We'd like to have more detailed information, clarifications and answers  from engineering about the list of steps below, so:

1) We'll be able to make the update process more clear and transparent to its users.
2) If the update isn't really 'one by one' we'd like to treat this request as a bug.
3) Document the update process in detail.


b) because I'm not clear if this is intended or a bug (I expect intended because the code to handle it this way is deliberate)

Can you provide some clarity if that is in fact how the process is designed, or if this should go into a BZ?


Following Field Interlock presentation from back in January 2018 [1][2].

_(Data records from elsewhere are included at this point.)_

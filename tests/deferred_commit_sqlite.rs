#![cfg(feature = "sqlite")]

use std::collections::BTreeMap;

use sql_repository::prelude::*;
use tempfile::TempDir;
use tokio::runtime::Runtime;
use tracing_subscriber::EnvFilter;

struct Event {
    kind: String,
    payload: serde_json::Value,
}

impl FromRow for Event {
    fn from_row(row: &CustomDbRow) -> Result<Self, SqlRepoError> {
        Ok(Event {
            kind: row.try_get("kind")?,
            payload: row.try_get("payload")?,
        })
    }
}

impl Model for Event {
    const TABLE: &'static str = "events";
    const ID_COLUMN: &'static str = "event_id";

    fn values(&self) -> Vec<(&'static str, RowValues)> {
        vec![
            ("kind", self.kind.as_str().into()),
            ("payload", self.payload.clone().into()),
        ]
    }
}

/// Inserts a row whose returned id is NULL.
struct Unkeyed;

impl FromRow for Unkeyed {
    fn from_row(_row: &CustomDbRow) -> Result<Self, SqlRepoError> {
        Ok(Unkeyed)
    }
}

impl Model for Unkeyed {
    const TABLE: &'static str = "loose";

    fn values(&self) -> Vec<(&'static str, RowValues)> {
        vec![("note", "orphan".into())]
    }
}

fn event(kind: &str) -> Event {
    Event {
        kind: kind.to_string(),
        payload: serde_json::json!({ "kind": kind }),
    }
}

fn init_tracing() {
    let _ = tracing_subscriber::fmt()
        .with_env_filter(EnvFilter::from_default_env())
        .with_test_writer()
        .try_init();
}

async fn setup(dir: &TempDir) -> Result<Repository<Event, i64>, SqlRepoError> {
    init_tracing();
    let path = dir.path().join("events.db");
    let pool = RepoConfig::from_json_str(
        &serde_json::json!({
            "backend": "sqlite",
            "path": path.to_string_lossy(),
            "max_size": 3,
        })
        .to_string(),
    )?
    .connect()
    .await?;
    let mut conn = pool.checkout().await?;
    conn.execute_batch(
        "CREATE TABLE events (
            event_id INTEGER PRIMARY KEY AUTOINCREMENT,
            kind TEXT NOT NULL,
            payload TEXT
        );
        CREATE TABLE loose (id TEXT, note TEXT);",
    )
    .await?;
    Ok(Repository::new(pool))
}

const COUNT: &str = "SELECT COUNT(*) FROM events";

#[test]
fn deferred_insert_is_invisible_until_commit() -> Result<(), Box<dyn std::error::Error>> {
    let dir = tempfile::tempdir()?;
    let rt = Runtime::new()?;
    rt.block_on(async {
        let repo = setup(&dir).await?;

        let outcome = repo.insert_tx(&event("created"), CommitMode::Deferred).await?;
        assert!(outcome.is_pending());
        assert_eq!(*outcome.value(), 1);
        assert_eq!(repo.count(COUNT, &[]).await?, 0);

        assert_eq!(outcome.commit().await?, 1);
        assert_eq!(repo.count(COUNT, &[]).await?, 1);

        let stored = repo
            .select_by("SELECT kind, payload FROM events WHERE event_id = ?1", &[RowValues::Int(1)])
            .await?;
        assert_eq!(stored.kind, "created");
        assert_eq!(stored.payload["kind"], "created");

        Ok::<(), SqlRepoError>(())
    })?;
    Ok(())
}

#[test]
fn rolled_back_and_dropped_writes_never_appear() -> Result<(), Box<dyn std::error::Error>> {
    let dir = tempfile::tempdir()?;
    let rt = Runtime::new()?;
    rt.block_on(async {
        let repo = setup(&dir).await?;

        let outcome = repo.insert_tx(&event("discarded"), CommitMode::Deferred).await?;
        let id = outcome.rollback().await?;
        assert_eq!(id, 1);
        assert_eq!(repo.count(COUNT, &[]).await?, 0);

        let outcome = repo.insert_tx(&event("abandoned"), CommitMode::Deferred).await?;
        drop(outcome);
        assert_eq!(repo.count(COUNT, &[]).await?, 0);

        // The connection behind the dropped transaction is usable again.
        for kind in ["a", "b", "c", "d"] {
            let _ = repo
                .insert_tx(&event(kind), CommitMode::Immediate)
                .await?
                .into_value();
        }
        assert_eq!(repo.count(COUNT, &[]).await?, 4);

        Ok::<(), SqlRepoError>(())
    })?;
    Ok(())
}

#[test]
fn deferred_transaction_runs_further_statements() -> Result<(), Box<dyn std::error::Error>> {
    let dir = tempfile::tempdir()?;
    let rt = Runtime::new()?;
    rt.block_on(async {
        let repo = setup(&dir).await?;
        let id = repo
            .insert_tx(&event("draft"), CommitMode::Immediate)
            .await?
            .into_value();

        let mut values = BTreeMap::new();
        values.insert("kind".to_string(), RowValues::from("published"));
        let mut outcome = repo
            .update_tx(
                "events",
                &values,
                "event_id = ?1",
                &[RowValues::Int(id)],
                CommitMode::Deferred,
            )
            .await?;
        assert_eq!(*outcome.value(), 1);

        let tx = outcome.tx_mut().expect("deferred outcome keeps its transaction");
        let inserted = tx
            .query("INSERT INTO events (kind, payload) VALUES (?1, NULL)")
            .params(&[RowValues::from("audit")])
            .dml()
            .await?;
        assert_eq!(inserted, 1);

        assert_eq!(repo.count(COUNT, &[]).await?, 1);
        let (rows, tx) = outcome.into_parts();
        assert_eq!(rows, 1);
        tx.expect("still pending").commit().await?;
        assert_eq!(repo.count(COUNT, &[]).await?, 2);

        let published = repo
            .count("SELECT COUNT(*) FROM events WHERE kind = ?1", &[RowValues::from("published")])
            .await?;
        assert_eq!(published, 1);

        Ok::<(), SqlRepoError>(())
    })?;
    Ok(())
}

#[test]
fn failed_writes_roll_back() -> Result<(), Box<dyn std::error::Error>> {
    let dir = tempfile::tempdir()?;
    let rt = Runtime::new()?;
    rt.block_on(async {
        let repo = setup(&dir).await?;

        let loose: Repository<Unkeyed, String> = Repository::new(repo.pool().clone());
        let err = loose
            .insert_tx(&Unkeyed, CommitMode::Immediate)
            .await
            .unwrap_err();
        assert!(matches!(err, SqlRepoError::MissingReturnedId(ref table) if table == "loose"));
        assert_eq!(loose.count("SELECT COUNT(*) FROM loose", &[]).await?, 0);

        let id = repo
            .insert_tx(
                &Event {
                    kind: "x".into(),
                    payload: serde_json::Value::Null,
                },
                CommitMode::Immediate,
            )
            .await?
            .into_value();

        let mut values = BTreeMap::new();
        values.insert("kind".to_string(), RowValues::Null);
        let err = repo
            .update_tx(
                "events",
                &values,
                "event_id = ?1",
                &[RowValues::Int(id)],
                CommitMode::Deferred,
            )
            .await
            .unwrap_err();
        assert!(matches!(err, SqlRepoError::SqliteError(_)));

        // Nothing is left open on any pooled connection.
        for kind in ["y", "z"] {
            let _ = repo
                .insert_tx(&event(kind), CommitMode::Immediate)
                .await?
                .into_value();
        }
        assert_eq!(repo.count(COUNT, &[]).await?, 3);

        Ok::<(), SqlRepoError>(())
    })?;
    Ok(())
}
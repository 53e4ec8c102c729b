//! Typed CRUD helpers over a [`ConfigAndPool`].
//!
//! Reads run caller-supplied SQL and map rows through [`FromRow`]. Writes generate their own
//! SQL from validated identifiers, run inside a transaction, and either commit before
//! returning or hand the open transaction back in a [`TxOutcome`].

use std::collections::BTreeMap;
use std::marker::PhantomData;

use crate::error::SqlRepoError;
use crate::model::{FromRow, FromValue, Model};
use crate::pool::ConfigAndPool;
use crate::query_builder::Queryable;
use crate::results::ResultSet;
use crate::statement;
use crate::translation::{QueryOptions, TranslationMode};
use crate::tx_outcome::TxOutcome;
use crate::typed::{AnyTx, BeginTx, TxConn, TypedConnOps};
use crate::types::RowValues;

/// What a write does with its transaction once the statement succeeds.
#[derive(Debug, Clone, Copy, PartialEq, Eq, Default)]
pub enum CommitMode {
    /// Commit before returning.
    #[default]
    Immediate,
    /// Return the open transaction inside the [`TxOutcome`].
    Deferred,
}

/// Repository for rows of type `R` identified by `Id`.
///
/// ```rust,no_run
/// use sql_repository::prelude::*;
///
/// struct User {
///     id: i64,
///     name: String,
/// }
///
/// impl FromRow for User {
///     fn from_row(row: &CustomDbRow) -> Result<Self, SqlRepoError> {
///         Ok(User { id: row.try_get("id")?, name: row.try_get("name")? })
///     }
/// }
///
/// impl Model for User {
///     const TABLE: &'static str = "users";
///     fn values(&self) -> Vec<(&'static str, RowValues)> {
///         vec![("name", self.name.clone().into())]
///     }
/// }
///
/// # async fn demo(pool: ConfigAndPool) -> Result<(), SqlRepoError> {
/// let users: Repository<User, i64> = Repository::new(pool);
/// let id = users
///     .insert_tx(&User { id: 0, name: "ada".into() }, CommitMode::Immediate)
///     .await?
///     .into_value();
/// let user = users
///     .select_by("SELECT id, name FROM users WHERE id = $1", &[RowValues::Int(id)])
///     .await?;
/// assert_eq!(user.name, "ada");
/// # Ok(()) }
/// ```
pub struct Repository<R, Id> {
    pool: ConfigAndPool,
    options: QueryOptions,
    _marker: PhantomData<fn() -> (R, Id)>,
}

impl<R, Id> Clone for Repository<R, Id> {
    fn clone(&self) -> Self {
        Self {
            pool: self.pool.clone(),
            options: self.options,
            _marker: PhantomData,
        }
    }
}

impl<R, Id> std::fmt::Debug for Repository<R, Id> {
    fn fmt(&self, f: &mut std::fmt::Formatter<'_>) -> std::fmt::Result {
        f.debug_struct("Repository")
            .field("pool", &self.pool)
            .field("options", &self.options)
            .finish()
    }
}

impl<R: FromRow, Id: FromValue> Repository<R, Id> {
    #[must_use]
    pub fn new(pool: ConfigAndPool) -> Self {
        Self {
            pool,
            options: QueryOptions::default(),
            _marker: PhantomData,
        }
    }

    /// Override placeholder translation for the SQL passed to `count` and the `select_*`
    /// methods. Generated statements always use the backend's native placeholders.
    ///
    /// By default caller SQL is normalised to the backend's style whenever arguments are
    /// bound, so `$N` and `?N` both bind by number. `ForceOff` sends the text unchanged; on
    /// `SQLite` that turns `$N` into named parameters numbered by first appearance.
    #[must_use]
    pub fn with_translation(mut self, mode: TranslationMode) -> Self {
        self.options = self.options.with_translation(mode);
        self
    }

    #[must_use]
    pub fn pool(&self) -> &ConfigAndPool {
        &self.pool
    }

    async fn fetch(&self, query: &str, args: &[RowValues]) -> Result<ResultSet, SqlRepoError> {
        let mut conn = self.pool.checkout().await?;
        tracing::debug!(sql = query, args = args.len(), "repository select");
        conn.query(query)
            .params(args)
            .options(self.read_options())
            .select()
            .await
    }

    fn read_options(&self) -> QueryOptions {
        match self.options.translation {
            TranslationMode::PoolDefault => self.options.with_translation(TranslationMode::ForceOn),
            _ => self.options,
        }
    }

    /// Run `query` and read the first column of the first row as an integer.
    ///
    /// Zero rows and NULL both count as 0.
    ///
    /// # Errors
    /// Backend errors, or `ConversionError` if the value is not an integer.
    pub async fn count(&self, query: &str, args: &[RowValues]) -> Result<i64, SqlRepoError> {
        let rs = self.fetch(query, args).await?;
        match rs.first().and_then(|row| row.get_by_index(0)) {
            None | Some(RowValues::Null) => Ok(0),
            Some(value) => i64::from_value(value),
        }
    }

    /// Like [`count`](Self::count), but any error is logged and reported as 0.
    pub async fn count_or_zero(&self, query: &str, args: &[RowValues]) -> i64 {
        match self.count(query, args).await {
            Ok(n) => n,
            Err(e) => {
                tracing::warn!(error = %e, sql = query, "count failed, reporting 0");
                0
            }
        }
    }

    /// Exactly one row.
    ///
    /// # Errors
    /// `NotFound` for zero rows, `MultipleRows` for more than one, plus backend and
    /// conversion errors.
    pub async fn select_by(&self, query: &str, args: &[RowValues]) -> Result<R, SqlRepoError> {
        let rs = self.fetch(query, args).await?;
        match rs.results.as_slice() {
            [] => Err(SqlRepoError::NotFound),
            [row] => R::from_row(row),
            rows => Err(SqlRepoError::MultipleRows(rows.len())),
        }
    }

    /// First row of the result.
    ///
    /// # Errors
    /// `NotFound` for zero rows, plus backend and conversion errors.
    pub async fn select_one(&self, query: &str, args: &[RowValues]) -> Result<R, SqlRepoError> {
        let rs = self.fetch(query, args).await?;
        rs.first().map_or(Err(SqlRepoError::NotFound), R::from_row)
    }

    /// Every row; an empty result is an empty vector.
    ///
    /// # Errors
    /// Backend and conversion errors.
    pub async fn select_list(
        &self,
        query: &str,
        args: &[RowValues],
    ) -> Result<Vec<R>, SqlRepoError> {
        let rs = self.fetch(query, args).await?;
        rs.results.iter().map(R::from_row).collect()
    }

    /// Insert `data` and return the id from `RETURNING`.
    ///
    /// # Errors
    /// `NoValues` or `InvalidIdentifier` before any transaction starts; `MissingReturnedId`
    /// if the insert yields no id; backend and conversion errors. The transaction is rolled
    /// back on every error after `BEGIN`.
    pub async fn insert_tx(
        &self,
        data: &R,
        mode: CommitMode,
    ) -> Result<TxOutcome<Id>, SqlRepoError>
    where
        R: Model,
    {
        let (columns, values): (Vec<&str>, Vec<RowValues>) = data.values().into_iter().unzip();
        let sql = statement::insert_returning(
            self.pool.placeholder_style(),
            R::TABLE,
            &columns,
            R::ID_COLUMN,
        )?;

        let mut tx = self.begin().await?;
        tracing::debug!(table = R::TABLE, sql = %sql, "repository insert");
        let result = match tx.select(&sql, &values).await {
            Ok(rs) => match rs.first().and_then(|row| row.get_by_index(0)) {
                Some(id) if !id.is_null() => Id::from_value(id),
                _ => Err(SqlRepoError::MissingReturnedId(R::TABLE.to_owned())),
            },
            Err(e) => Err(e),
        };
        settle(tx, result, mode).await
    }

    /// `UPDATE table SET .. WHERE predicate`, returning rows affected.
    ///
    /// The predicate's placeholders are numbered from 1 against `args`, in either `$N` or
    /// `?N` form. Updating zero rows is not an error.
    ///
    /// # Errors
    /// `MissingPredicate`, `NoValues`, `InvalidIdentifier`, or too few `args`, all before any
    /// transaction starts; backend errors afterwards, with the transaction rolled back.
    pub async fn update_tx(
        &self,
        table: &str,
        values: &BTreeMap<String, RowValues>,
        predicate: &str,
        args: &[RowValues],
        mode: CommitMode,
    ) -> Result<TxOutcome<usize>, SqlRepoError> {
        statement::check_arity(predicate, args.len())?;
        let sql = statement::update_where(
            self.pool.placeholder_style(),
            table,
            values.keys().map(String::as_str),
            predicate,
        )?;
        let params: Vec<RowValues> = values.values().chain(args).cloned().collect();

        let mut tx = self.begin().await?;
        tracing::debug!(table, sql = %sql, "repository update");
        let result = tx.dml(&sql, &params).await;
        settle(tx, result, mode).await
    }

    /// `DELETE FROM table WHERE predicate`, returning rows affected.
    ///
    /// When nothing matched, the transaction is rolled back and the outcome holds 0 with no
    /// pending transaction, whatever `mode` asked for.
    ///
    /// # Errors
    /// `MissingPredicate`, `InvalidIdentifier`, or too few `args` before any transaction
    /// starts; backend errors afterwards, with the transaction rolled back.
    pub async fn delete_tx(
        &self,
        table: &str,
        predicate: &str,
        args: &[RowValues],
        mode: CommitMode,
    ) -> Result<TxOutcome<usize>, SqlRepoError> {
        statement::check_arity(predicate, args.len())?;
        let sql = statement::delete_where(self.pool.placeholder_style(), table, predicate)?;

        let mut tx = self.begin().await?;
        tracing::debug!(table, sql = %sql, "repository delete");
        let result = tx.dml(&sql, args).await;
        match result {
            Ok(0) => {
                tx.rollback().await?;
                Ok(TxOutcome::finished(0))
            }
            result => settle(tx, result, mode).await,
        }
    }

    async fn begin(&self) -> Result<AnyTx, SqlRepoError> {
        self.pool.checkout().await?.begin().await
    }
}

/// Commit or hand back `tx` on success; roll it back on failure.
async fn settle<T>(
    tx: AnyTx,
    result: Result<T, SqlRepoError>,
    mode: CommitMode,
) -> Result<TxOutcome<T>, SqlRepoError> {
    match result {
        Ok(value) => match mode {
            CommitMode::Immediate => {
                tx.commit().await?;
                Ok(TxOutcome::finished(value))
            }
            CommitMode::Deferred => Ok(TxOutcome::pending(value, tx)),
        },
        Err(e) => {
            if let Err(rollback_err) = tx.rollback().await {
                tracing::warn!(
                    error = %rollback_err,
                    cause = %e,
                    "rollback after failed write failed"
                );
            }
            Err(e)
        }
    }
}
use rusqlite::types::Value;

use crate::types::RowValues;

/// Convert a single `RowValues` into an owned rusqlite `Value`.
///
/// Booleans become 0/1, timestamps are stored as `%F %T%.f` text and JSON as its serialized
/// text, matching how `SQLite` applications usually store them.
#[must_use]
pub fn row_value_to_sqlite_value(value: &RowValues) -> Value {
    match value {
        RowValues::Int(i) => Value::Integer(*i),
        RowValues::Float(f) => Value::Real(*f),
        RowValues::Text(s) => Value::Text(s.clone()),
        RowValues::Bool(b) => Value::Integer(i64::from(*b)),
        RowValues::Timestamp(dt) => Value::Text(dt.format("%F %T%.f").to_string()),
        RowValues::Null => Value::Null,
        RowValues::JSON(jval) => Value::Text(jval.to_string()),
        RowValues::Blob(bytes) => Value::Blob(bytes.clone()),
    }
}

/// Owned `SQLite` parameters, ready to move onto a blocking worker.
#[derive(Debug, Clone, Default)]
pub struct Params(pub Vec<Value>);

impl Params {
    #[must_use]
    pub fn convert(params: &[RowValues]) -> Self {
        Params(params.iter().map(row_value_to_sqlite_value).collect())
    }

    #[must_use]
    pub fn as_refs(&self) -> Vec<&dyn rusqlite::ToSql> {
        self.0.iter().map(|v| v as &dyn rusqlite::ToSql).collect()
    }
}

#[cfg(test)]
mod tests {
    use super::*;
    use chrono::NaiveDate;
    use serde_json::json;

    #[test]
    fn converts_values_for_sqlite_storage() {
        let ts = NaiveDate::from_ymd_opt(2024, 1, 2)
            .unwrap()
            .and_hms_milli_opt(3, 4, 5, 600)
            .unwrap();
        let params = Params::convert(&[
            RowValues::Bool(true),
            RowValues::Timestamp(ts),
            RowValues::JSON(json!({"a": 1})),
            RowValues::Null,
        ]);
        assert_eq!(params.0[0], Value::Integer(1));
        assert_eq!(params.0[1], Value::Text("2024-01-02 03:04:05.600".into()));
        assert_eq!(params.0[2], Value::Text(r#"{"a":1}"#.into()));
        assert_eq!(params.0[3], Value::Null);
        assert_eq!(params.as_refs().len(), 4);
    }
}
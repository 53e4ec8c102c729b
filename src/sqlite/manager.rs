use std::future::Future;
use std::sync::Arc;
use std::time::Duration;

use bb8::{ManageConnection, Pool};
use tokio::sync::Mutex;

use crate::error::SqlRepoError;

/// A rusqlite connection shared between the pool and the blocking worker that runs statements.
pub type SharedSqliteConnection = Arc<Mutex<rusqlite::Connection>>;

/// bb8 manager opening rusqlite connections against one database path.
#[derive(Debug, Clone)]
pub struct SqliteManager {
    path: String,
}

impl SqliteManager {
    #[must_use]
    pub fn new(path: impl Into<String>) -> Self {
        Self { path: path.into() }
    }

    /// Build a pool from this manager.
    ///
    /// # Errors
    /// Returns `SqlRepoError::ConnectionError` if the first connection cannot be opened.
    pub async fn build_pool(
        self,
        max_size: u32,
        connection_timeout: Duration,
    ) -> Result<Pool<SqliteManager>, SqlRepoError> {
        Pool::builder()
            .max_size(max_size)
            .connection_timeout(connection_timeout)
            .build(self)
            .await
            .map_err(|e| SqlRepoError::ConnectionError(format!("sqlite pool error: {e}")))
    }
}

impl ManageConnection for SqliteManager {
    type Connection = SharedSqliteConnection;
    type Error = SqlRepoError;

    #[allow(clippy::manual_async_fn)]
    fn connect(&self) -> impl Future<Output = Result<Self::Connection, Self::Error>> + Send {
        let path = self.path.clone();
        async move {
            tracing::debug!(path = %path, "opening sqlite connection");
            let conn = tokio::task::spawn_blocking(move || {
                let conn = rusqlite::Connection::open(&path)?;
                // journal_mode answers with a row, so it cannot go through execute().
                conn.query_row("PRAGMA journal_mode = WAL", [], |_| Ok(()))?;
                Ok::<_, SqlRepoError>(conn)
            })
            .await
            .map_err(|e| SqlRepoError::ConnectionError(format!("sqlite open join error: {e}")))??;
            Ok(Arc::new(Mutex::new(conn)))
        }
    }

    #[allow(clippy::manual_async_fn)]
    fn is_valid(
        &self,
        conn: &mut Self::Connection,
    ) -> impl Future<Output = Result<(), Self::Error>> + Send {
        let handle = Arc::clone(conn);
        async move {
            run_blocking(handle, |guard| {
                guard
                    .query_row("SELECT 1", [], |_| Ok(()))
                    .map_err(SqlRepoError::SqliteError)
            })
            .await
        }
    }

    fn has_broken(&self, _conn: &mut Self::Connection) -> bool {
        false
    }
}

/// Run synchronous rusqlite work on the blocking pool.
pub(crate) async fn run_blocking<F, R>(
    conn: SharedSqliteConnection,
    func: F,
) -> Result<R, SqlRepoError>
where
    F: FnOnce(&mut rusqlite::Connection) -> Result<R, SqlRepoError> + Send + 'static,
    R: Send + 'static,
{
    tokio::task::spawn_blocking(move || {
        let mut guard = conn.blocking_lock();
        func(&mut guard)
    })
    .await
    .map_err(|e| SqlRepoError::ExecutionError(format!("sqlite spawn_blocking join error: {e}")))?
}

On slide 9 [3], at around the 5:20 mark, it's mentioned that it's possible to run an update on Compute nodes "one at a time", so it's possible to migrate workloads if needed.

From a recent experience in OSP10, the system behaves in a different way.
Instead, the update works as follows:

1. Update OSP-director (undercloud)

2. Controllers.
   "one-at-a-time" with breakpoints ('-i'). It's also possible to reboot them[4][5]

3. Computes "pre-update". 
   In fact, the only thing that gets updated via yum is puppet modules. Migrating workloads away or rebooting the computes after this step is actually pointless.

4. Potentially Ceph (and other storage nodes) update[6]

5. After all nodes have been "updated"(step3), a stack update runs, which goes through the normal Puppet steps. During these steps, there is a Puppet collector which updates all packages. It is here that packages on all compute nodes at the same time get updated.[7]

6. After Puppet finished, all the configuration is again in sync with Computes. It's at this point that it makes sense to migrate workloads and reboot compute nodes.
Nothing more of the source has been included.